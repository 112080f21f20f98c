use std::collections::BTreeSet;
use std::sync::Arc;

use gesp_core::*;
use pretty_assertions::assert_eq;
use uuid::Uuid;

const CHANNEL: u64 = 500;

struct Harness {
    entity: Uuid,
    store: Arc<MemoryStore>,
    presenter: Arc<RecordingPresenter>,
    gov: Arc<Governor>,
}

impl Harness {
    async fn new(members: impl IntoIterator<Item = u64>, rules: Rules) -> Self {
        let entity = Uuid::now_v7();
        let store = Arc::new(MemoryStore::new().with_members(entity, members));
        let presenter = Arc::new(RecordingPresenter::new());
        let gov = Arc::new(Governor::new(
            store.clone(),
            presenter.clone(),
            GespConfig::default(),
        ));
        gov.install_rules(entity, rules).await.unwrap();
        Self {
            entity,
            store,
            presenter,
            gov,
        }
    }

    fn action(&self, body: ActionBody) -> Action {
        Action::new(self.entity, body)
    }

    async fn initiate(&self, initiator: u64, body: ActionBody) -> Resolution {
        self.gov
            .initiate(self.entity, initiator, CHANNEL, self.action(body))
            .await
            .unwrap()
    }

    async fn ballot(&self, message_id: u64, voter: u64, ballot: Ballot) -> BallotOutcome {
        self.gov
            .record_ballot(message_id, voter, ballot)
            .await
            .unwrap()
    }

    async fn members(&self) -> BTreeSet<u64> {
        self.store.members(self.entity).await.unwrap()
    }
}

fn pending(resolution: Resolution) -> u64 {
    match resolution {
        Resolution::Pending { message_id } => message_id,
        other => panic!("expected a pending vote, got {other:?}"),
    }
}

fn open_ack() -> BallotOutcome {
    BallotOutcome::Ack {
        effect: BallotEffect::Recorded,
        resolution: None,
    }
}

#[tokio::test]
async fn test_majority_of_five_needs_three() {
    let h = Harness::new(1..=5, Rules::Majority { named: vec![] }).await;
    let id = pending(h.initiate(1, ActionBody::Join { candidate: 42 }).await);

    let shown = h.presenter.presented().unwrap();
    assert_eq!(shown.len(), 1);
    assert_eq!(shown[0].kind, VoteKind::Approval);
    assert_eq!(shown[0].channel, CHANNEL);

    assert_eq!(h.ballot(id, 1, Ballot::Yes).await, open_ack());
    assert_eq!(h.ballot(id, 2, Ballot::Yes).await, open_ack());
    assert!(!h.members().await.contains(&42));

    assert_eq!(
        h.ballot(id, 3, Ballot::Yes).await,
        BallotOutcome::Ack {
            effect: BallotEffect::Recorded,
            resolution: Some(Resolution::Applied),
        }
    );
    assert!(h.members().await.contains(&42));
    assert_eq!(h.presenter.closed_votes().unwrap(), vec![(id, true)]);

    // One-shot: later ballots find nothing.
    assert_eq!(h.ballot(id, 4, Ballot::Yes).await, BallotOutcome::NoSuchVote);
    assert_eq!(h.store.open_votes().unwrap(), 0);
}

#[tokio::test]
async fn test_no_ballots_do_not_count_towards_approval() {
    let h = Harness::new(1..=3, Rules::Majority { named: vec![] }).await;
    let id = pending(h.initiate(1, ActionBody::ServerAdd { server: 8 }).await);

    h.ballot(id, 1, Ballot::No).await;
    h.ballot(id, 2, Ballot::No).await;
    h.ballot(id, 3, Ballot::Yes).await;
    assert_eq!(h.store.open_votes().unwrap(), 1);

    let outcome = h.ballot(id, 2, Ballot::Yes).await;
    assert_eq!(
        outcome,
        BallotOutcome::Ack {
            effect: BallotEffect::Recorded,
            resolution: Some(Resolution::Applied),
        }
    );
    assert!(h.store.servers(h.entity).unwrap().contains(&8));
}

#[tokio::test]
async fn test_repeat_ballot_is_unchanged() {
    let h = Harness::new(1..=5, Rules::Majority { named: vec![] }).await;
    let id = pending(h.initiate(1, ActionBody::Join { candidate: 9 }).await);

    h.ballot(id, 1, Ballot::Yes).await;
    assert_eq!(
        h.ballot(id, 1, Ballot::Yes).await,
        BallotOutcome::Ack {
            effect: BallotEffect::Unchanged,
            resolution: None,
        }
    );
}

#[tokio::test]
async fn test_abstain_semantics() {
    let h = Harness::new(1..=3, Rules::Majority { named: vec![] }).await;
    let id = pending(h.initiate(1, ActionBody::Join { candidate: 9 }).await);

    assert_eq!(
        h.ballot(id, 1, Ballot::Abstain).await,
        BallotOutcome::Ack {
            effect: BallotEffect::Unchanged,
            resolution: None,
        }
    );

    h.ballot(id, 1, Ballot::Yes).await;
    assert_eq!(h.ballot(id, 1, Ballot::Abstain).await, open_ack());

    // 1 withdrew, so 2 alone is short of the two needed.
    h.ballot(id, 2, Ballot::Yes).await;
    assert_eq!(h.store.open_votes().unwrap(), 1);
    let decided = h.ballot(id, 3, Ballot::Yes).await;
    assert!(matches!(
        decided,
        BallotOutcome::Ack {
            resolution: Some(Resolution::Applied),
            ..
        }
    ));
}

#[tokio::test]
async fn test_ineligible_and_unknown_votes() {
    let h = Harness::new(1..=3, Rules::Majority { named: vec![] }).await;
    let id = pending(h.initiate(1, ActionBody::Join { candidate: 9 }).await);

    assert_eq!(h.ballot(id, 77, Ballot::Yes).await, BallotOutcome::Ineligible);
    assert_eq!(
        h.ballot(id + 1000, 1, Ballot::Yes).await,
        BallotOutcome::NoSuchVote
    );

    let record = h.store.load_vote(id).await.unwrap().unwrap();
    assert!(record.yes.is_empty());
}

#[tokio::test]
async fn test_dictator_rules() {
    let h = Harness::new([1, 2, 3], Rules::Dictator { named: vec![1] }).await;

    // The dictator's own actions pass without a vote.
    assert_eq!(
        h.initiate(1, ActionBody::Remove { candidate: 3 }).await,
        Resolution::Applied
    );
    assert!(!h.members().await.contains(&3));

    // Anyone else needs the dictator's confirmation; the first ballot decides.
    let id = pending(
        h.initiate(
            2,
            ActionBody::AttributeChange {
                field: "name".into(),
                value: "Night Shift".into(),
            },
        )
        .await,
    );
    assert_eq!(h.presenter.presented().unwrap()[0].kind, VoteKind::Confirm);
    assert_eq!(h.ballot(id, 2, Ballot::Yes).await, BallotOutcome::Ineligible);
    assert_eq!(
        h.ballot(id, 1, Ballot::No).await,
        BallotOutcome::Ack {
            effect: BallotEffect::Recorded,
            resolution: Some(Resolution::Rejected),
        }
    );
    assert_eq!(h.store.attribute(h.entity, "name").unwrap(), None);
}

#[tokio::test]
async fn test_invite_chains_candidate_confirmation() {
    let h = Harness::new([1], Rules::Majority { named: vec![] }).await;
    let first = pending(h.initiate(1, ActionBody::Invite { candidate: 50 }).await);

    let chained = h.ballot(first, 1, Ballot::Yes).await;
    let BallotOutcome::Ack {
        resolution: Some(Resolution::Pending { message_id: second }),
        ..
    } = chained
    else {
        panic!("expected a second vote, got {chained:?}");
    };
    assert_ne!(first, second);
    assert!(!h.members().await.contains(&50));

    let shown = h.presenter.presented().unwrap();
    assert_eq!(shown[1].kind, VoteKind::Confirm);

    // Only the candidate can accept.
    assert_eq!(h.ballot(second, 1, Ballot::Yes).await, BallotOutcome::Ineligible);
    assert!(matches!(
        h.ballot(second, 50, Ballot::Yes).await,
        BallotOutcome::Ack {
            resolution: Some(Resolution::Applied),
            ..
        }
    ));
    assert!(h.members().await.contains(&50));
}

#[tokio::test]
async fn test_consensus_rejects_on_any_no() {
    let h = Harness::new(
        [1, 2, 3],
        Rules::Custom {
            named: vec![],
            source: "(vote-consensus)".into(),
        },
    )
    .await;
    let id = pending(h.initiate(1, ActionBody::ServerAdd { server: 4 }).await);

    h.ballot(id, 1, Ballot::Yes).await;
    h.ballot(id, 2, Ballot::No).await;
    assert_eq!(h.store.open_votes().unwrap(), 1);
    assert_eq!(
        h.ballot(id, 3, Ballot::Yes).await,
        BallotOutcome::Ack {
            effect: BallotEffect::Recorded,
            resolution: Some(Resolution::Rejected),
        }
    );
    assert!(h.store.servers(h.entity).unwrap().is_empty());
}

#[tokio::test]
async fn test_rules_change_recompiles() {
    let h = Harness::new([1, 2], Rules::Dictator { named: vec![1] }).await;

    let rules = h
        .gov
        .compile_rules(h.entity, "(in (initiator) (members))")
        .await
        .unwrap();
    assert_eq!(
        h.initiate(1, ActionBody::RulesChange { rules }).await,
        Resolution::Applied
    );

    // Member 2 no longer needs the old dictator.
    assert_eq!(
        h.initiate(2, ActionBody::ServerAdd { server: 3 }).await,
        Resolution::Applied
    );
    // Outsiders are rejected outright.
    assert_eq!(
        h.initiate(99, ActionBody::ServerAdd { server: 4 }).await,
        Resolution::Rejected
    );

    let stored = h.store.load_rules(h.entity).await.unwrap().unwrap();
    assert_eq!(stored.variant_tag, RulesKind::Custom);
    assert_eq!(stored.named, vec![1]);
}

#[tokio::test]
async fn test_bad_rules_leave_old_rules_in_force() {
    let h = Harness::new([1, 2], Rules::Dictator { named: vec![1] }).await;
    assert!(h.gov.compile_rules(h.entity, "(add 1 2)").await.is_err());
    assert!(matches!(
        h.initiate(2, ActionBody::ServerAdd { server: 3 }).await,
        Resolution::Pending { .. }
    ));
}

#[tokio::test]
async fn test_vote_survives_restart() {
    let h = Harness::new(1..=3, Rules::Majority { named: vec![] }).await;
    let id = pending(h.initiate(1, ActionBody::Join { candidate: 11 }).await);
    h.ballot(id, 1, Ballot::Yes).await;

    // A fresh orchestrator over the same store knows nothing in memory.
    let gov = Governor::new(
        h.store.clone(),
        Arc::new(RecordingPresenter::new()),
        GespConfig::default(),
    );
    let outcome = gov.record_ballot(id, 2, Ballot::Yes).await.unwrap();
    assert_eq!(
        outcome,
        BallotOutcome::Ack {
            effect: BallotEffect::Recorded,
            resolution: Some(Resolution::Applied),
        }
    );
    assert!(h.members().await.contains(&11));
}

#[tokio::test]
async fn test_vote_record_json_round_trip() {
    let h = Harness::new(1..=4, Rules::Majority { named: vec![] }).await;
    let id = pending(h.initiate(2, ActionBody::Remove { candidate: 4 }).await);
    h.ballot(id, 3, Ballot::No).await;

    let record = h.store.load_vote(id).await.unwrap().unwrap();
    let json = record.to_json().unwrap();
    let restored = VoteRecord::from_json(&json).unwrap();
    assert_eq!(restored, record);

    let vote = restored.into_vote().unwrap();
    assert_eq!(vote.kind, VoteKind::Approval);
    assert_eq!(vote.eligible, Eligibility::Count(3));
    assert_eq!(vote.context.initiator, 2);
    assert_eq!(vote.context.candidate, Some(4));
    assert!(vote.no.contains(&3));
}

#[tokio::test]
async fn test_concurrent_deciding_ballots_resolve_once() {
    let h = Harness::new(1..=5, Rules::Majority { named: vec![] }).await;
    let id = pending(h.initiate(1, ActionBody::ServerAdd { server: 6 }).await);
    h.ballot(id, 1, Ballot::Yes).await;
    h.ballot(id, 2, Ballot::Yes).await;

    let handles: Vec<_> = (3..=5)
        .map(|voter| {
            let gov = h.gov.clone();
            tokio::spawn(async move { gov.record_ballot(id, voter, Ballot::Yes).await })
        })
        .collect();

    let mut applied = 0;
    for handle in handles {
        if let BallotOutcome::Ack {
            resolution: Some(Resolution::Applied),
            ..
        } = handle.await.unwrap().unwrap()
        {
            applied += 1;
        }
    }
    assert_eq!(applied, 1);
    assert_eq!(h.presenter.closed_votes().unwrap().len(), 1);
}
==
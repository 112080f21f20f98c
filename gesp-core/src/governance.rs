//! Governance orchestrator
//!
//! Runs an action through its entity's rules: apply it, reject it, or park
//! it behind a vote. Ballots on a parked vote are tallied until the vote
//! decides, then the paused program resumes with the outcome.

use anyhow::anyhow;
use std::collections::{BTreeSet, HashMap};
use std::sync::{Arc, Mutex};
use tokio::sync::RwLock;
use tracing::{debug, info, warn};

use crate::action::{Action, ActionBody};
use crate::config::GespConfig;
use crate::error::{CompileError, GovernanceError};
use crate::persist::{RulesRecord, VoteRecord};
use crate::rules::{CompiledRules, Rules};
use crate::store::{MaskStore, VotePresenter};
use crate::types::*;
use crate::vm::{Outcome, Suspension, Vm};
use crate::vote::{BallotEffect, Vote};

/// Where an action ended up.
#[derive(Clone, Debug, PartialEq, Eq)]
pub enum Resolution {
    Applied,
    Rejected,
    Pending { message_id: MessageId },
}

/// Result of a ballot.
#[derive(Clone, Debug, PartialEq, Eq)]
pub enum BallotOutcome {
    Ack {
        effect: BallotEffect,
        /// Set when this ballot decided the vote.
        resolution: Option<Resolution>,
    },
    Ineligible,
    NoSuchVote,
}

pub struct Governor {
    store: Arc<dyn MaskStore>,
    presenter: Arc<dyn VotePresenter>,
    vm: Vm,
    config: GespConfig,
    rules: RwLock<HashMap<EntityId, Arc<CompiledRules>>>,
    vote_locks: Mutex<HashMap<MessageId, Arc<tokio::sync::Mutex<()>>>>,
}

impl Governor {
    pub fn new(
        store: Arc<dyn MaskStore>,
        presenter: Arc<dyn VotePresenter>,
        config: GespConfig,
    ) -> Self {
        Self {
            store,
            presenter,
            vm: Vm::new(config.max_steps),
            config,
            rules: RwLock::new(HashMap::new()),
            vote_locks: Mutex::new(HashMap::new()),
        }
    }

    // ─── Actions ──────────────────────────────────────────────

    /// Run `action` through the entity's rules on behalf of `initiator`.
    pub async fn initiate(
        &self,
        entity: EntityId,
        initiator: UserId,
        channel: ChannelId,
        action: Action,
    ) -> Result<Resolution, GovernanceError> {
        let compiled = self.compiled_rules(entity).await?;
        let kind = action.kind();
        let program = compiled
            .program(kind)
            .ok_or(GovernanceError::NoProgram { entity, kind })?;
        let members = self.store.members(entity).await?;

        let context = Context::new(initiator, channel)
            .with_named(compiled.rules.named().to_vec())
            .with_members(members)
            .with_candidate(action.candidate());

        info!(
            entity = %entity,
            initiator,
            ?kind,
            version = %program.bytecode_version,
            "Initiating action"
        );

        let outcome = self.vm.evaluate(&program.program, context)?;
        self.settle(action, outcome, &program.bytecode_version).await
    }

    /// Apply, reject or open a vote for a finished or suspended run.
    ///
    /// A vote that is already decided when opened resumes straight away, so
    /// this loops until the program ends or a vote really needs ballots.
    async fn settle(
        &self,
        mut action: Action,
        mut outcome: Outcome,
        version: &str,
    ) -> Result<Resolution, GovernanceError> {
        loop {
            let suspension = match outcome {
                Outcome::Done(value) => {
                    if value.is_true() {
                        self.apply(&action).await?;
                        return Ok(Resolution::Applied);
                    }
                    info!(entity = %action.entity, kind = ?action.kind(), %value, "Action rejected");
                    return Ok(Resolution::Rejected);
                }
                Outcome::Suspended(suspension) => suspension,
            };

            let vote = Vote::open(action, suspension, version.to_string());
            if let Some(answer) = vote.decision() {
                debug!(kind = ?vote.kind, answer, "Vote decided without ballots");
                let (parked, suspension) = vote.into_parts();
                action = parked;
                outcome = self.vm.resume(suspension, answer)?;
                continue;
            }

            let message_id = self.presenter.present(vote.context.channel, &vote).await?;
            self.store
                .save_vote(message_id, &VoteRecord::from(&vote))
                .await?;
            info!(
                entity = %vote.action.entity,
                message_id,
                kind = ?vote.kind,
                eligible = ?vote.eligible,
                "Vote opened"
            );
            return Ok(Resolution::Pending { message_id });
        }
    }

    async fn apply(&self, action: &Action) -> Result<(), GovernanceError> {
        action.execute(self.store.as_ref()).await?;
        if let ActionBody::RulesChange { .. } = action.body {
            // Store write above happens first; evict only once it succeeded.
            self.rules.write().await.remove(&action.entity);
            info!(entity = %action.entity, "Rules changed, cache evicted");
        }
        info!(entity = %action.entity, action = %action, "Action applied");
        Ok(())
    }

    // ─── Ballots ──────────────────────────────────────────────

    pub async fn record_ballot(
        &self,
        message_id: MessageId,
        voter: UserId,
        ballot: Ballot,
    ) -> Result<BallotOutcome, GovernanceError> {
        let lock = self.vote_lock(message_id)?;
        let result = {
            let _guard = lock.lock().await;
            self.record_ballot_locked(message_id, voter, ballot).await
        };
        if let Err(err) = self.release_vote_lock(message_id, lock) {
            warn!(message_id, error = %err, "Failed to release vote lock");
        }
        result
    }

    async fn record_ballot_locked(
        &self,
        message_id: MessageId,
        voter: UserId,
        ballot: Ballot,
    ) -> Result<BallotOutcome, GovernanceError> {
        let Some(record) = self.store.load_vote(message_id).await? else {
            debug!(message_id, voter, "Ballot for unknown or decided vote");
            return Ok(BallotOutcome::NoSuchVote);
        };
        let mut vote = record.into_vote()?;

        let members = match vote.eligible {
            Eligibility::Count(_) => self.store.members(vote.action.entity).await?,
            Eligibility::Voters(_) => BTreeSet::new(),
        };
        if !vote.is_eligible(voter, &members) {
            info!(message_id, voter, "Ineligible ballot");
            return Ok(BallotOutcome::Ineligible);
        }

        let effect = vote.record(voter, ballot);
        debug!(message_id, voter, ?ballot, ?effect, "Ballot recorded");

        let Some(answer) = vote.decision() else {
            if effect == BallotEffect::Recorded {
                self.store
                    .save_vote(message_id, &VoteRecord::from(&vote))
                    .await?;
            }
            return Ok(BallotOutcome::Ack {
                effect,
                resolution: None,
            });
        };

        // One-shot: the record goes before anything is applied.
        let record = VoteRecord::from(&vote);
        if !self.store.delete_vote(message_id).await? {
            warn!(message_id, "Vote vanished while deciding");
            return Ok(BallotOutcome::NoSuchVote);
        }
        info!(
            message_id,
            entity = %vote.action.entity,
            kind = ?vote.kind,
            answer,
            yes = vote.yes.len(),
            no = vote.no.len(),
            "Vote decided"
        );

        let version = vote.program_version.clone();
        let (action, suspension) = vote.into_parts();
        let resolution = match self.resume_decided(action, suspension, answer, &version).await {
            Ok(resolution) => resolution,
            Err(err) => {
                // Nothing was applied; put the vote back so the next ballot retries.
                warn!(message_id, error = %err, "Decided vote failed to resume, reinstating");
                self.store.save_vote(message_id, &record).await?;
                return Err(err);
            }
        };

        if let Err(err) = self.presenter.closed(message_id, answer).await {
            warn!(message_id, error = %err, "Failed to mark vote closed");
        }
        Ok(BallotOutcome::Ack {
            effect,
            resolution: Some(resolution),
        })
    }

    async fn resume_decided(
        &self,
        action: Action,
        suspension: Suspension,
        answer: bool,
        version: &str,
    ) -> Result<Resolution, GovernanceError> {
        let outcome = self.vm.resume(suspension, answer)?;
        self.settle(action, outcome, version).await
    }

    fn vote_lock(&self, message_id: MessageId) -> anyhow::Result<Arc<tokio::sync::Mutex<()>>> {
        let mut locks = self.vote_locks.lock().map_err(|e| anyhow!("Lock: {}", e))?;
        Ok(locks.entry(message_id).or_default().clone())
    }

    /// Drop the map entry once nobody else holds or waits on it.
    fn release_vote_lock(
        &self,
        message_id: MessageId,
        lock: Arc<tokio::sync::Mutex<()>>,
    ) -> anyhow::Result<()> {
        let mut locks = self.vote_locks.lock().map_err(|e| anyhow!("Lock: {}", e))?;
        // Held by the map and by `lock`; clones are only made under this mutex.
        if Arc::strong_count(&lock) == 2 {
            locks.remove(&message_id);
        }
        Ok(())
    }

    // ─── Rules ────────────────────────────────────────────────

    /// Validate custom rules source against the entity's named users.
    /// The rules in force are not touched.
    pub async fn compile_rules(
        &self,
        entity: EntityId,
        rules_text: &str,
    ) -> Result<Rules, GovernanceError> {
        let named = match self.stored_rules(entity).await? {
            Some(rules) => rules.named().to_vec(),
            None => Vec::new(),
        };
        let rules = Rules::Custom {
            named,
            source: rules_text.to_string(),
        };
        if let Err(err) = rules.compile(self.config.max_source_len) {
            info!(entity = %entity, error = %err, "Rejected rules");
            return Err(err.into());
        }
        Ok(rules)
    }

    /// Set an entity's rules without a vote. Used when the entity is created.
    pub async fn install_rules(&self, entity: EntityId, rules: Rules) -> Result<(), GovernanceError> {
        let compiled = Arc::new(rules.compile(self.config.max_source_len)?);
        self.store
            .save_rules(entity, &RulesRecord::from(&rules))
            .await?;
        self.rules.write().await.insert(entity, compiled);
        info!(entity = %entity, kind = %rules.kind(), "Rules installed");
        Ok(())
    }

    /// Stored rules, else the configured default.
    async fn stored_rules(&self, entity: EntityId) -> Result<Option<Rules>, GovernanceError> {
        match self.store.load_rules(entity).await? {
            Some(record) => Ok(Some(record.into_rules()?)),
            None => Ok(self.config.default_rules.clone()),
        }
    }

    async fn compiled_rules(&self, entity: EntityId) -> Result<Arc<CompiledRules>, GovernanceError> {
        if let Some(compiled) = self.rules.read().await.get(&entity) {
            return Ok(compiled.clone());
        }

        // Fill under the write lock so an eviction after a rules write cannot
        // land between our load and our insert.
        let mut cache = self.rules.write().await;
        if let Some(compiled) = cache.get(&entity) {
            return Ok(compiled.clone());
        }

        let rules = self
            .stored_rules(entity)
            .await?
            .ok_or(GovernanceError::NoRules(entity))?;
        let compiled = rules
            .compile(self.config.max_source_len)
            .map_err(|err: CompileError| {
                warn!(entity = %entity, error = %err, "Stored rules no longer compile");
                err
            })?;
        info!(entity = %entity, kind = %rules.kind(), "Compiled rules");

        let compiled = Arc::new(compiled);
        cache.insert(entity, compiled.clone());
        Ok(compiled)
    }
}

• **Work request**: From the records above, return each line that includes "shown".

• **Final answer**:
    let shown = h.presenter.presented().unwrap();
    assert_eq!(shown.len(), 1);
    assert_eq!(shown[0].kind, VoteKind::Approval);
    assert_eq!(shown[0].channel, CHANNEL);
    let shown = h.presenter.presented().unwrap();
    assert_eq!(shown[1].kind, VoteKind::Confirm);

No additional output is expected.